I went to see The National this week with a friend. It’s one of my favourite bands at the moment and I’d been looking forward to it for a while. It was a great concert, though we left early after I fainted in the crowds – which happens quite often if I’m somewhere very warm and busy, particularly when I’m under the weather as I am at the moment. It was quite dramatic as it was so packed that I couldn’t get to the floor in time  when my vision started clouding and ended up properly passing out and being half carried out by a very nice guy, which has got to be the closest I’ve come to a ‘knight in shining armor’ for some time – though sadly he went back in before I could say thank you properly. If this were a Jane Austen novel, we would totally be engaged by now – just saying. Next time I’ll make sure I’m wearing some sort of empire line dress and carrying some embroidery or a sketchbook or something.

I listened to one of the band’s tracks, ‘Runaway’, so much this year – it was a constant fixture on my ‘melancholy music’ playlist. It rang pretty true, for a long time. Hearing it live kind of made me realise that I’m so much better than I was – it doesn’t grab me the same way the lyrics once did. I don’t feel quite as dragged towards drowning, as I did.  I don’t listen to it as much now. It’s strange sometimes, the things we use to mark recovery. For me, so often it is realising that I no longer read several books a week just because I lay awake not sleeping, or that I’m listening to cheerier music, or that I’m eating three meals a day, which is something I pretty much didn’t have the appetite for, for most of last year. I still have my blips, and if anything, these last few weeks have been a challenge and I’ve questionned often,  but I no longer feel like I’m at rock bottom. It’s a good feeling.

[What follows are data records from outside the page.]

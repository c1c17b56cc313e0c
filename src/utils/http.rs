// src/utils/http.rs

//! HTTP client utilities.

use std::time::Duration;

use crate::error::{AppError, Result};

/// Create a configured asynchronous HTTP client.
pub fn create_client(user_agent: &str, timeout_secs: u64) -> Result<reqwest::Client> {
    reqwest::Client::builder()
        .user_agent(user_agent)
        .timeout(Duration::from_secs(timeout_secs))
        .build()
        .map_err(|e| AppError::config(format!("cannot build HTTP client: {e}")))
}

#[cfg(test)]
mod tests {
    use super::*;

    #[test]
    fn test_create_client() {
        assert!(create_client("spec-watch/test", 5).is_ok());
    }
}
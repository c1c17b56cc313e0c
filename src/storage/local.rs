//! Local filesystem baseline store.
//!
//! Every write goes to a sibling `*.tmp` file which is flushed, synced and
//! then renamed over the target, so a reader (or a crashed run) only ever
//! sees the complete old file or the complete new one.

use std::path::{Path, PathBuf};

use async_trait::async_trait;
use chrono::{DateTime, Utc};
use tokio::io::AsyncWriteExt;

use crate::error::{AppError, Result};
use crate::models::{SpecDocument, StorageConfig};
use crate::storage::{BaselineStore, SlotInfo, StoreStatus};

/// Local filesystem storage backend.
#[derive(Debug, Clone)]
pub struct LocalBaselineStore {
    root_dir: PathBuf,
    baseline_file: String,
    latest_file: String,
}

impl LocalBaselineStore {
    /// Open a store rooted at `root_dir`, creating the directory if absent.
    pub async fn open(
        root_dir: impl Into<PathBuf>,
        baseline_file: impl Into<String>,
        latest_file: impl Into<String>,
    ) -> Result<Self> {
        let root_dir = root_dir.into();
        tokio::fs::create_dir_all(&root_dir)
            .await
            .map_err(|e| AppError::store(root_dir.display(), e))?;

        Ok(Self {
            root_dir,
            baseline_file: baseline_file.into(),
            latest_file: latest_file.into(),
        })
    }

    pub async fn from_config(dir: &Path, config: &StorageConfig) -> Result<Self> {
        Self::open(dir, &config.baseline_file, &config.latest_file).await
    }

    pub fn root_dir(&self) -> &Path {
        &self.root_dir
    }

    /// Get the full path for a slot file.
    fn path(&self, key: &str) -> PathBuf {
        self.root_dir.join(key)
    }

    /// Write bytes atomically (write to temp, sync, then rename).
    async fn write_bytes(&self, key: &str, bytes: &[u8]) -> Result<()> {
        let path = self.path(key);
        let tmp = self.path(&format!("{key}.tmp"));
        let fail = |e: std::io::Error| AppError::store(path.display(), e);

        let mut file = tokio::fs::File::create(&tmp).await.map_err(fail)?;
        file.write_all(bytes).await.map_err(fail)?;
        file.flush().await.map_err(fail)?;
        file.sync_all().await.map_err(fail)?;
        drop(file);

        tokio::fs::rename(&tmp, &path).await.map_err(fail)?;
        Ok(())
    }

    /// Read bytes, returning None if file doesn't exist.
    async fn read_bytes(&self, key: &str) -> Result<Option<Vec<u8>>> {
        let path = self.path(key);
        match tokio::fs::read(&path).await {
            Ok(bytes) => Ok(Some(bytes)),
            Err(e) if e.kind() == std::io::ErrorKind::NotFound => Ok(None),
            Err(e) => Err(AppError::store(path.display(), e)),
        }
    }

    async fn read_document(&self, key: &str) -> Result<Option<SpecDocument>> {
        match self.read_bytes(key).await? {
            Some(bytes) => serde_json::from_slice(&bytes)
                .map(Some)
                .map_err(|e| AppError::store(self.path(key).display(), e)),
            None => Ok(None),
        }
    }

    async fn require_document(&self, key: &str, slot: &str) -> Result<SpecDocument> {
        self.read_document(key).await?.ok_or_else(|| {
            AppError::store(self.path(key).display(), format!("no {slot} stored"))
        })
    }

    async fn modified(&self, key: &str) -> Option<DateTime<Utc>> {
        let meta = tokio::fs::metadata(self.path(key)).await.ok()?;
        meta.modified().ok().map(DateTime::<Utc>::from)
    }

    async fn slot_info(&self, key: &str) -> Result<Option<SlotInfo>> {
        let Some(doc) = self.read_document(key).await? else {
            return Ok(None);
        };
        let location = self.path(key).display().to_string();
        Ok(Some(SlotInfo::describe(location, &doc, self.modified(key).await)))
    }

    /// Copy the latest slot over the baseline slot.
    async fn copy_latest_to_baseline(&self) -> Result<()> {
        let bytes = self.read_bytes(&self.latest_file).await?.ok_or_else(|| {
            AppError::store(self.path(&self.latest_file).display(), "no latest to promote")
        })?;

        // Never accept a latest slot that cannot be read back.
        serde_json::from_slice::<SpecDocument>(&bytes)
            .map_err(|e| AppError::store(self.path(&self.latest_file).display(), e))?;

        self.write_bytes(&self.baseline_file, &bytes).await
    }
}

#[async_trait]
impl BaselineStore for LocalBaselineStore {
    async fn has_baseline(&self) -> Result<bool> {
        match tokio::fs::metadata(self.path(&self.baseline_file)).await {
            Ok(meta) => Ok(meta.is_file()),
            Err(e) if e.kind() == std::io::ErrorKind::NotFound => Ok(false),
            Err(e) => Err(AppError::store(self.path(&self.baseline_file).display(), e)),
        }
    }

    async fn load_baseline(&self) -> Result<SpecDocument> {
        self.require_document(&self.baseline_file, "baseline").await
    }

    async fn load_latest(&self) -> Result<SpecDocument> {
        self.require_document(&self.latest_file, "latest").await
    }

    async fn save_latest(&self, doc: &SpecDocument) -> Result<()> {
        let bytes = serde_json::to_vec_pretty(doc)?;
        self.write_bytes(&self.latest_file, &bytes).await?;
        log::debug!(
            "Saved latest ({}) to {}",
            doc.short_fingerprint(),
            self.path(&self.latest_file).display()
        );
        Ok(())
    }

    async fn init_baseline(&self) -> Result<()> {
        if self.has_baseline().await? {
            return Err(AppError::store(
                self.path(&self.baseline_file).display(),
                "baseline already exists",
            ));
        }
        self.copy_latest_to_baseline().await
    }

    async fn promote_latest_to_baseline(&self) -> Result<()> {
        self.copy_latest_to_baseline().await
    }

    async fn status(&self) -> Result<StoreStatus> {
        Ok(StoreStatus {
            baseline: self.slot_info(&self.baseline_file).await?,
            latest: self.slot_info(&self.latest_file).await?,
        })
    }
}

This time of year always makes me a little sad as it’s when friends who have graduated head off for new starts somewhere else, and this year in particular is a bit of an exodus. One thing I’ll miss a lot is that for the last two years, a small  group of girls from my concert band and the sister brass band, have met regularly for movie nights after realising that we’re all a bit obsessed with period dramas (Mr Darcy, anyone?). We named ourselves the ‘rugged heros appreciation society’. At the start, we didn’t all know each other  – sort of a group of friends, and  friends-of-friends, but now, we all know each other so well and it’s been one of the few places this year that I’ve been ‘just Char’ – as I didn’t tell them about my depression.

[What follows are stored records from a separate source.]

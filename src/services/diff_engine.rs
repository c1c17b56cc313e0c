// src/services/diff_engine.rs

//! Diff engine boundary.
//!
//! The structural comparison itself is delegated to an external program
//! (openapi-diff in a container by default). The watcher only hands it two
//! JSON files and classifies what it prints.

use std::path::Path;
use std::process::Stdio;
use std::time::Duration;

use async_trait::async_trait;
use tokio::process::Command;

use crate::error::{AppError, Result};
use crate::models::{DiffConfig, DiffResult, SpecDocument};

/// File name the baseline is written under inside the scratch directory.
const BASELINE_NAME: &str = "baseline.json";
/// File name the latest document is written under inside the scratch directory.
const LATEST_NAME: &str = "latest.json";
/// Maximum stderr bytes quoted in an error.
const STDERR_EXCERPT: usize = 512;

/// Computes a structural diff between two documents.
#[async_trait]
pub trait DiffEngine: Send + Sync {
    async fn diff(&self, baseline: &SpecDocument, latest: &SpecDocument) -> Result<DiffResult>;
}

/// Runs an external diff program over two JSON files.
#[derive(Debug, Clone)]
pub struct ProcessDiffEngine {
    program: String,
    args: Vec<String>,
    timeout: Duration,
    sentinel: String,
}

impl ProcessDiffEngine {
    pub fn new(
        program: impl Into<String>,
        args: Vec<String>,
        timeout: Duration,
        sentinel: impl Into<String>,
    ) -> Self {
        Self {
            program: program.into(),
            args,
            timeout,
            sentinel: sentinel.into(),
        }
    }

    pub fn from_config(config: &DiffConfig) -> Self {
        Self::new(
            config.program.clone(),
            config.args.clone(),
            Duration::from_secs(config.timeout_secs),
            config.no_changes_sentinel.clone(),
        )
    }

    /// Substitute `{dir}`, `{baseline}` and `{latest}` in the argument list.
    fn render_args(&self, dir: &Path) -> Vec<String> {
        let dir = dir.to_string_lossy();
        self.args
            .iter()
            .map(|arg| {
                arg.replace("{dir}", &dir)
                    .replace("{baseline}", BASELINE_NAME)
                    .replace("{latest}", LATEST_NAME)
            })
            .collect()
    }

    /// Classify the fully drained standard output.
    fn classify(&self, stdout: String) -> Result<DiffResult> {
        if stdout.trim().is_empty() {
            return Err(AppError::diff_engine("engine produced no output"));
        }
        if !self.sentinel.is_empty() && stdout.trim_start().starts_with(&self.sentinel) {
            return Ok(DiffResult::NoDifferences);
        }
        Ok(DiffResult::Differences(stdout))
    }
}

#[async_trait]
impl DiffEngine for ProcessDiffEngine {
    async fn diff(&self, baseline: &SpecDocument, latest: &SpecDocument) -> Result<DiffResult> {
        let scratch = tempfile::Builder::new()
            .prefix("spec-watch-")
            .tempdir()
            .map_err(|e| AppError::diff_engine(format!("cannot create scratch dir: {e}")))?;

        for (name, doc) in [(BASELINE_NAME, baseline), (LATEST_NAME, latest)] {
            let bytes = serde_json::to_vec(doc)?;
            tokio::fs::write(scratch.path().join(name), bytes)
                .await
                .map_err(|e| AppError::diff_engine(format!("cannot stage {name}: {e}")))?;
        }

        let args = self.render_args(scratch.path());
        log::debug!("Spawning diff engine: {} {}", self.program, args.join(" "));

        let child = Command::new(&self.program)
            .args(&args)
            .stdin(Stdio::null())
            .stdout(Stdio::piped())
            .stderr(Stdio::piped())
            .kill_on_drop(true)
            .spawn()
            .map_err(|e| AppError::diff_engine(format!("failed to start '{}': {e}", self.program)))?;

        // Output is only inspected once the process has exited.
        let output = tokio::time::timeout(self.timeout, child.wait_with_output())
            .await
            .map_err(|_| {
                AppError::diff_engine(format!(
                    "engine did not finish within {:?}",
                    self.timeout
                ))
            })?
            .map_err(|e| AppError::diff_engine(format!("failed to collect output: {e}")))?;

        if !output.status.success() {
            let stderr = String::from_utf8_lossy(&output.stderr);
            let excerpt: String = stderr.trim().chars().take(STDERR_EXCERPT).collect();
            return Err(AppError::diff_engine(format!(
                "engine exited with {}: {}",
                output.status, excerpt
            )));
        }

        let stdout = String::from_utf8(output.stdout)
            .map_err(|_| AppError::diff_engine("engine output is not valid UTF-8"))?;
        self.classify(stdout)
    }
}

#[cfg(test)]
mod tests {
    use serde_json::json;

    use super::*;

    fn engine(script: &str, timeout: Duration) -> ProcessDiffEngine {
        ProcessDiffEngine::new(
            "sh",
            vec![
                "-c".into(),
                script.into(),
                "sh".into(),
                "{dir}/{baseline}".into(),
                "{dir}/{latest}".into(),
            ],
            timeout,
            "No differences",
        )
    }

    fn docs() -> (SpecDocument, SpecDocument) {
        (
            SpecDocument::new(json!({ "paths": { "/users": { "get": {} } } })),
            SpecDocument::new(
                json!({ "paths": { "/users": { "get": {}, "post": {} } } }),
            ),
        )
    }

    #[test]
    fn test_render_args() {
        let engine = ProcessDiffEngine::from_config(&DiffConfig::default());
        let args = engine.render_args(Path::new("/tmp/work"));
        assert!(args.contains(&"/tmp/work:/specs".to_string()));
        assert!(args.contains(&"/specs/baseline.json".to_string()));
        assert!(args.contains(&"/specs/latest.json".to_string()));
    }

    #[test]
    fn test_classify() {
        let engine = engine("", Duration::from_secs(1));
        assert_eq!(
            engine
                .classify("No differences. Specifications are equivalents\n".into())
                .unwrap(),
            DiffResult::NoDifferences
        );
        assert_eq!(
            engine.classify("\n  No differences.".into()).unwrap(),
            DiffResult::NoDifferences
        );
        assert!(matches!(
            engine.classify("- POST /users\n".into()).unwrap(),
            DiffResult::Differences(_)
        ));
        assert!(engine.classify("   \n".into()).is_err());
    }

    #[cfg(unix)]
    #[tokio::test]
    async fn test_engine_sees_both_files() {
        let (baseline, latest) = docs();
        let script = r#"if cmp -s "$1" "$2"; then echo "No differences"; else echo "- POST /users"; fi"#;
        let result = engine(script, Duration::from_secs(10))
            .diff(&baseline, &latest)
            .await
            .unwrap();
        assert_eq!(result, DiffResult::Differences("- POST /users\n".into()));

        let result = engine(script, Duration::from_secs(10))
            .diff(&baseline, &baseline)
            .await
            .unwrap();
        assert_eq!(result, DiffResult::NoDifferences);
    }

    #[cfg(unix)]
    #[tokio::test]
    async fn test_multi_chunk_output_is_fully_drained() {
        let (baseline, latest) = docs();
        let script = r#"echo "- POST /users"; sleep 0.2; echo "- DELETE /users/{id}""#;
        let result = engine(script, Duration::from_secs(10))
            .diff(&baseline, &latest)
            .await
            .unwrap();
        assert_eq!(
            result,
            DiffResult::Differences("- POST /users\n- DELETE /users/{id}\n".into())
        );
    }

    #[cfg(unix)]
    #[tokio::test]
    async fn test_nonzero_exit_is_error() {
        let (baseline, latest) = docs();
        let err = engine("echo boom >&2; exit 3", Duration::from_secs(10))
            .diff(&baseline, &latest)
            .await
            .unwrap_err();
        assert!(matches!(err, AppError::DiffEngine(_)));
        assert!(err.to_string().contains("boom"));
    }

    #[cfg(unix)]
    #[tokio::test]
    async fn test_timeout_is_error() {
        let (baseline, latest) = docs();
        let err = engine("sleep 5", Duration::from_millis(200))
            .diff(&baseline, &latest)
            .await
            .unwrap_err();
        assert!(err.to_string().contains("did not finish within 200ms"));
    }

    #[tokio::test]
    async fn test_missing_program_is_error() {
        let (baseline, latest) = docs();
        let engine = ProcessDiffEngine::new(
            "spec-watch-no-such-binary",
            vec![],
            Duration::from_secs(1),
            "No differences",
        );
        let err = engine.diff(&baseline, &latest).await.unwrap_err();
        assert!(err.to_string().contains("failed to start"));
    }
}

It was a good escape; quiet nights where we watched films and talked about other things – my placements, their dissertations and jobs, boyfriend problems, band issues, family struggles and flatmate arguments. It was a good refuge when so often I felt like I was always Char-withdepression or Char-whoismessedup or Char-incounsellingbecauseshesnotcoping. Sometimes it’s nice to be just char, with no attachments or labels, just char, who plays tenor sax and sings second soprano, who likes Mr Thornton from North and South because he has a social conscience in addition to looking good in a waistcoat, and who starts to get a bit giggly over a glass of wine. Just Char, who is the one who goes to church but doesn’t push religion on people, who sometimes takes patients’ problems home with her and who likes babies and old people and children but doesn’t like bad attitudes or green peppers on pizza. Just Char, who is good at listening and organising and bad at saying no and singing above a high G, and neutral at most other things. I’m going to miss our rugged hero evenings, not just because nothing quite cheers you up like Mr Darcy coming out of that lake in a wet shirt.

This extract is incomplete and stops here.